View from the Chairside: How to deal with dental complications of C-PAP Devices?
By Dr. Janet Leith
Dr. Janet S. Leith has practiced general dentistry in Ottawa, ON for 17 years. She is a 1992 graduate of the Faculty of Dentistry at the University of Manitoba. She completed the Continuum at the Pankey Institute, is a founding member of the Ottawa Women Dentists Study Club, a Councillor for the Ontario Dental Association, and Secretary for the Ottawa Dental Society.
In my daily practice, I see trends developing. These can be new patterns of decay, perio issues, restorative issues, etc. If I am smart enough, I take notice, start to research what I am seeing, and try to notice it more in my patients. I often realize I am seeing “new things” develop in dentistry.
This week wasn’t any different as I came across another “new thing”: dental complications from C-PAP machines.
The first case I noted was a few years ago, then I began noticing recurring trends that I would save for future consideration.
C-PAP machines require the use of distilled water to prevent desiccation of the oral tissues. For the wearer, the use of the distilled water can be tedious and requires special attention to cleaning and disinfecting the machine, tubing and mask. Quite often, after a while, the wearer just does not bother anymore, which unfortunately could have the devastating effect of creating an artificial xerostomia.
The below periapical radiograph is of a 55-year old gentleman and shows the decay that developed quickly and aggressively over a 6-month period on tooth 2.6. The patient lost the tooth and an implant was subsequently placed.
Another issue I noticed in partially edentulous patients, is that they can find wearing the mask quite uncomfortable.
This gentleman below has a lone-standing central incisor as well as some posterior teeth and normally wears a partial denture. Due to a moderate caries risk assessment he should not wear his partial denture at night. However, he found that the mask pressed his upper lip around the lone incisor and his lip would become quite sore.

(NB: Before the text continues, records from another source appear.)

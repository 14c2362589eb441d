//! Range selection for the quick-select buttons and the date pickers.
//!
//! "Today" comes from a [`Clock`]. [`SystemClock`] reads the host's local
//! calendar date, so a selection made near midnight, or on hosts in
//! different timezones, can differ by a day.

use time::{Date, Duration, OffsetDateTime};

use crate::{format_iso_date, DateRange, Period, ValidationError};

/// Source of the current calendar date.
pub trait Clock: Send + Sync {
    fn today(&self) -> Date;
}

/// Host-local calendar date, falling back to UTC when the local offset is
/// unavailable.
#[derive(Debug, Clone, Copy, Default)]
pub struct SystemClock;

impl Clock for SystemClock {
    fn today(&self) -> Date {
        OffsetDateTime::now_local()
            .unwrap_or_else(|_| OffsetDateTime::now_utc())
            .date()
    }
}

/// Clock pinned to a single date.
#[derive(Debug, Clone, Copy, PartialEq, Eq)]
pub struct FixedClock(pub Date);

impl Clock for FixedClock {
    fn today(&self) -> Date {
        self.0
    }
}

/// Range ending `today` and starting `days` calendar days earlier.
pub fn select_period(days: u32, today: Date) -> Result<DateRange, ValidationError> {
    if days == 0 {
        return Err(ValidationError::NonPositivePeriod);
    }

    let start = today
        .checked_sub(Duration::days(i64::from(days)))
        .ok_or_else(|| ValidationError::DateOutOfRange {
            days,
            from: format_iso_date(today),
        })?;

    Ok(DateRange::new(start, today))
}

/// Holds the range currently shown on a page.
#[derive(Debug, Clone)]
pub struct RangeSelector<C = SystemClock> {
    clock: C,
    current: DateRange,
}

impl<C: Clock> RangeSelector<C> {
    /// Start with `initial` selected relative to the clock's today.
    pub fn new(clock: C, initial: Period) -> Result<Self, ValidationError> {
        let current = select_period(initial.days(), clock.today())?;
        Ok(Self { clock, current })
    }

    pub fn current(&self) -> DateRange {
        self.current
    }

    pub fn today(&self) -> Date {
        self.clock.today()
    }

    pub fn select_period(&mut self, days: u32) -> Result<DateRange, ValidationError> {
        self.current = select_period(days, self.clock.today())?;
        Ok(self.current)
    }

    pub fn select(&mut self, period: Period) -> Result<DateRange, ValidationError> {
        self.select_period(period.days())
    }

    /// Date picker edit. The end date is left alone even if it now precedes
    /// the start.
    pub fn set_start(&mut self, start: Date) -> DateRange {
        self.current.start = start;
        self.current
    }

    pub fn set_end(&mut self, end: Date) -> DateRange {
        self.current.end = end;
        self.current
    }

    pub fn set_range(&mut self, range: DateRange) -> DateRange {
        self.current = range;
        self.current
    }
}
//! CLI argument definitions for stockdash.
//!
//! # Commands
//!
//! | Command | Description |
//! |---------|-------------|
//! | `table` | Overview table of stock records |
//! | `chart` | Close-price, candlestick and SMA series for one symbol |
//! | `periods` | Quick-select periods and the ranges they resolve to |
//!
//! # Global Options
//!
//! | Option | Default | Description |
//! |--------|---------|-------------|
//! | `--format` | `table` | Output format (table, json) |
//! | `--pretty` | `false` | Pretty-print JSON output |
//! | `--mock` | `false` | Serve built-in sample records instead of calling the API |
//! | `--base-url` | env / `http://localhost:8080` | Stock API base URL |
//! | `--timeout-ms` | env / `3000` | Request timeout in ms |
//! | `--trace` | `warn` | Log level written to stderr |
//!
//! # Examples
//!
//! ```bash
//! stockdash --mock table
//! stockdash chart aapl --period 3m --kind candle
//! stockdash --format json --pretty chart MSFT --start 2025-01-01 --end 2025-02-01 --overlay sma20
//! ```

use clap::{Args, Parser, Subcommand, ValueEnum};
use stockdash_core::{FailurePolicy, MovingAverage, Period};
use tracing::Level;

#[derive(Debug, Parser)]
#[command(
    name = "stockdash",
    author,
    version,
    about = "Stock price dashboard for the terminal",
    long_about = "stockdash fetches daily stock records from the stock API and renders them \
as an overview table or as chart-ready series (close line, candlesticks, SMA overlays).\n\
\n\
Configuration is read from STOCKDASH_* environment variables; flags override them."
)]
pub struct Cli {
    /// Output format for results.
    #[arg(long, global = true, value_enum, default_value_t = OutputFormat::Table)]
    pub format: OutputFormat,

    /// Pretty-print JSON output with indentation.
    #[arg(long, global = true, default_value_t = false)]
    pub pretty: bool,

    /// Serve built-in sample records instead of calling the API.
    #[arg(long, global = true, default_value_t = false)]
    pub mock: bool,

    /// Stock API base URL (overrides STOCKDASH_API_BASE_URL).
    #[arg(long, global = true)]
    pub base_url: Option<String>,

    /// Request timeout in milliseconds (overrides STOCKDASH_TIMEOUT_MS).
    #[arg(long, global = true)]
    pub timeout_ms: Option<u64>,

    /// Log level written to stderr.
    #[arg(long, global = true, value_enum, default_value_t = TraceLevel::Warn)]
    pub trace: TraceLevel,

    #[command(subcommand)]
    pub command: Command,
}

#[derive(Debug, Clone, Copy, PartialEq, Eq, ValueEnum)]
pub enum OutputFormat {
    /// Human-readable text table.
    Table,
    /// Single JSON document.
    Json,
}

#[derive(Debug, Clone, Copy, PartialEq, Eq, ValueEnum)]
pub enum TraceLevel {
    Error,
    Warn,
    Info,
    Debug,
    Trace,
}

impl From<TraceLevel> for Level {
    fn from(value: TraceLevel) -> Self {
        match value {
            TraceLevel::Error => Level::ERROR,
            TraceLevel::Warn => Level::WARN,
            TraceLevel::Info => Level::INFO,
            TraceLevel::Debug => Level::DEBUG,
            TraceLevel::Trace => Level::TRACE,
        }
    }
}

#[derive(Debug, Subcommand)]
pub enum Command {
    /// Overview table of stock records.
    ///
    /// With --mock and no symbols, shows the built-in sample rows.
    ///
    ///   stockdash --mock table
    ///   stockdash table AAPL MSFT --period 5d
    Table(TableArgs),

    /// Chart series for one symbol.
    ///
    /// With --mock, ranges end on 2025-02-22, the newest sample date.
    ///
    ///   stockdash chart AAPL
    ///   stockdash chart tsla --period 6m --kind both --overlay sma5 --overlay sma20
    Chart(ChartArgs),

    /// List quick-select periods and the ranges they resolve to today.
    Periods,
}

#[derive(Debug, Args)]
pub struct TableArgs {
    /// Symbols to list; defaults to STOCKDASH_DEFAULT_SYMBOL.
    pub symbols: Vec<String>,

    #[command(flatten)]
    pub range: RangeArgs,
}

#[derive(Debug, Args)]
pub struct ChartArgs {
    /// Symbol to chart; defaults to STOCKDASH_DEFAULT_SYMBOL.
    pub symbol: Option<String>,

    #[command(flatten)]
    pub range: RangeArgs,

    /// Which price series to render.
    #[arg(long, value_enum, default_value_t = ChartKind::Line)]
    pub kind: ChartKind,

    /// Moving-average overlays to include (repeatable).
    #[arg(long = "overlay", value_enum)]
    pub overlays: Vec<OverlayArg>,

    /// Expect sma5/sma20/sma40 in the payload and default them to 0.
    #[arg(long, default_value_t = false)]
    pub with_sma: bool,

    /// Behaviour when the fetch fails (overrides STOCKDASH_FAILURE_POLICY).
    #[arg(long, value_enum)]
    pub policy: Option<PolicyArg>,
}

#[derive(Debug, Args)]
pub struct RangeArgs {
    /// Quick-select period: 5d, 1m, 3m, 6m, 1y.
    #[arg(long)]
    pub period: Option<Period>,

    /// Start date (YYYY-MM-DD); replaces the period's start.
    #[arg(long)]
    pub start: Option<String>,

    /// End date (YYYY-MM-DD); replaces the period's end.
    #[arg(long)]
    pub end: Option<String>,
}

#[derive(Debug, Clone, Copy, PartialEq, Eq, ValueEnum)]
pub enum ChartKind {
    /// Close-price line.
    Line,
    /// OHLC candlesticks.
    Candle,
    /// Both line and candlesticks.
    Both,
}

#[derive(Debug, Clone, Copy, PartialEq, Eq, ValueEnum)]
pub enum OverlayArg {
    Sma5,
    Sma20,
    Sma40,
}

impl From<OverlayArg> for MovingAverage {
    fn from(value: OverlayArg) -> Self {
        match value {
            OverlayArg::Sma5 => MovingAverage::Sma5,
            OverlayArg::Sma20 => MovingAverage::Sma20,
            OverlayArg::Sma40 => MovingAverage::Sma40,
        }
    }
}

#[derive(Debug, Clone, Copy, PartialEq, Eq, ValueEnum)]
pub enum PolicyArg {
    /// Show no records after a failed fetch.
    Clear,
    /// Keep the last successful records after a failed fetch.
    Retain,
}

impl From<PolicyArg> for FailurePolicy {
    fn from(value: PolicyArg) -> Self {
        match value {
            PolicyArg::Clear => FailurePolicy::Clear,
            PolicyArg::Retain => FailurePolicy::RetainStale,
        }
    }
}
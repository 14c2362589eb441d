use std::collections::BTreeMap;
use std::fmt::{Display, Formatter};
use std::future::Future;
use std::pin::Pin;
use std::sync::Arc;

/// GET request issued against the stock API.
#[derive(Debug, Clone, PartialEq, Eq)]
pub struct HttpRequest {
    pub url: String,
    pub headers: BTreeMap<String, String>,
    pub timeout_ms: u64,
}

impl HttpRequest {
    pub fn get(url: impl Into<String>) -> Self {
        Self {
            url: url.into(),
            headers: BTreeMap::new(),
            timeout_ms: 3_000,
        }
    }

    /// Append a percent-encoded query parameter.
    pub fn with_query(mut self, name: &str, value: &str) -> Self {
        let separator = if self.url.contains('?') { '&' } else { '?' };
        self.url = format!(
            "{}{separator}{}={}",
            self.url,
            urlencoding::encode(name),
            urlencoding::encode(value)
        );
        self
    }

    pub fn with_header(mut self, name: impl Into<String>, value: impl Into<String>) -> Self {
        self.headers
            .insert(name.into().to_ascii_lowercase(), value.into());
        self
    }

    pub fn with_timeout_ms(mut self, timeout_ms: u64) -> Self {
        self.timeout_ms = timeout_ms;
        self
    }
}

/// HTTP response returned by a transport.
#[derive(Debug, Clone, PartialEq, Eq)]
pub struct HttpResponse {
    pub status: u16,
    pub body: String,
}

impl HttpResponse {
    pub fn ok_json(body: impl Into<String>) -> Self {
        Self {
            status: 200,
            body: body.into(),
        }
    }

    pub fn with_status(status: u16, body: impl Into<String>) -> Self {
        Self {
            status,
            body: body.into(),
        }
    }

    pub const fn is_success(&self) -> bool {
        self.status >= 200 && self.status < 300
    }
}

/// Transport-level HTTP error.
#[derive(Debug, Clone, PartialEq, Eq)]
pub struct HttpError {
    message: String,
    retryable: bool,
}

impl HttpError {
    pub fn new(message: impl Into<String>) -> Self {
        Self {
            message: message.into(),
            retryable: true,
        }
    }

    pub fn non_retryable(message: impl Into<String>) -> Self {
        Self {
            message: message.into(),
            retryable: false,
        }
    }

    pub fn message(&self) -> &str {
        &self.message
    }

    pub const fn retryable(&self) -> bool {
        self.retryable
    }
}

impl Display for HttpError {
    fn fmt(&self, f: &mut Formatter<'_>) -> std::fmt::Result {
        f.write_str(&self.message)
    }
}

impl std::error::Error for HttpError {}

/// Transport contract used by [`crate::api::StockApi`].
pub trait HttpClient: Send + Sync {
    fn execute<'a>(
        &'a self,
        request: HttpRequest,
    ) -> Pin<Box<dyn Future<Output = Result<HttpResponse, HttpError>> + Send + 'a>>;
}

/// Offline transport that answers every request with an empty list.
#[derive(Debug, Default)]
pub struct NoopHttpClient;

impl HttpClient for NoopHttpClient {
    fn execute<'a>(
        &'a self,
        request: HttpRequest,
    ) -> Pin<Box<dyn Future<Output = Result<HttpResponse, HttpError>> + Send + 'a>> {
        let _ = request;
        Box::pin(async move { Ok(HttpResponse::ok_json("[]")) })
    }
}

/// Production transport backed by reqwest.
#[derive(Debug, Clone)]
pub struct ReqwestHttpClient {
    client: Arc<reqwest::Client>,
}

impl ReqwestHttpClient {
    pub fn new() -> Self {
        Self {
            client: Arc::new(
                reqwest::Client::builder()
                    .user_agent(concat!("stockdash/", env!("CARGO_PKG_VERSION")))
                    .build()
                    .unwrap_or_else(|_| reqwest::Client::new()),
            ),
        }
    }
}

impl Default for ReqwestHttpClient {
    fn default() -> Self {
        Self::new()
    }
}

impl HttpClient for ReqwestHttpClient {
    fn execute<'a>(
        &'a self,
        request: HttpRequest,
    ) -> Pin<Box<dyn Future<Output = Result<HttpResponse, HttpError>> + Send + 'a>> {
        Box::pin(async move {
            let mut builder = self
                .client
                .get(&request.url)
                .timeout(std::time::Duration::from_millis(request.timeout_ms));

            for (name, value) in &request.headers {
                builder = builder.header(name, value);
            }

            let response = builder.send().await.map_err(|e| {
                if e.is_timeout() {
                    HttpError::new(format!("request timeout: {e}"))
                } else if e.is_connect() {
                    HttpError::new(format!("connection failed: {e}"))
                } else if e.is_builder() {
                    HttpError::non_retryable(format!("invalid request: {e}"))
                } else {
                    HttpError::new(format!("request failed: {e}"))
                }
            })?;

            let status = response.status().as_u16();
            let body = response
                .text()
                .await
                .map_err(|e| HttpError::new(format!("failed to read response body: {e}")))?;

            Ok(HttpResponse { status, body })
        })
    }
}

The patient asked if I could make him some kind of appliance or mouth guard that would be more comfortable and which would help to protect his lip. After some thought, a sportsguard concept was agreed upon. My lab waxed in some denture teeth and made a sportsguard, using the suck-down technique on a vaccu-former. We could have filled the empty anterior spaces in the final appliance, but chose not to do so to keep the weight of the guard down. The guard is flexible and fairly lightweight. If we find that he collects saliva in the edentulous areas, we can fill them in with clear bite registration material and bonding agent. It also has the added benefit of being able to be used as a custom fluoride tray, which the patient has indeed added to his home-care routine. He reported the guard completely resolved his problem and he is now sleeping quite well.
So, what have you noticed with your patients lately? Do you have a group of C-PAP wearers? Have you noticed increased decay, comfort issues that we as dentists can assist with? Other issues? I would enjoy hearing what issues you have encountered and how you have managed them.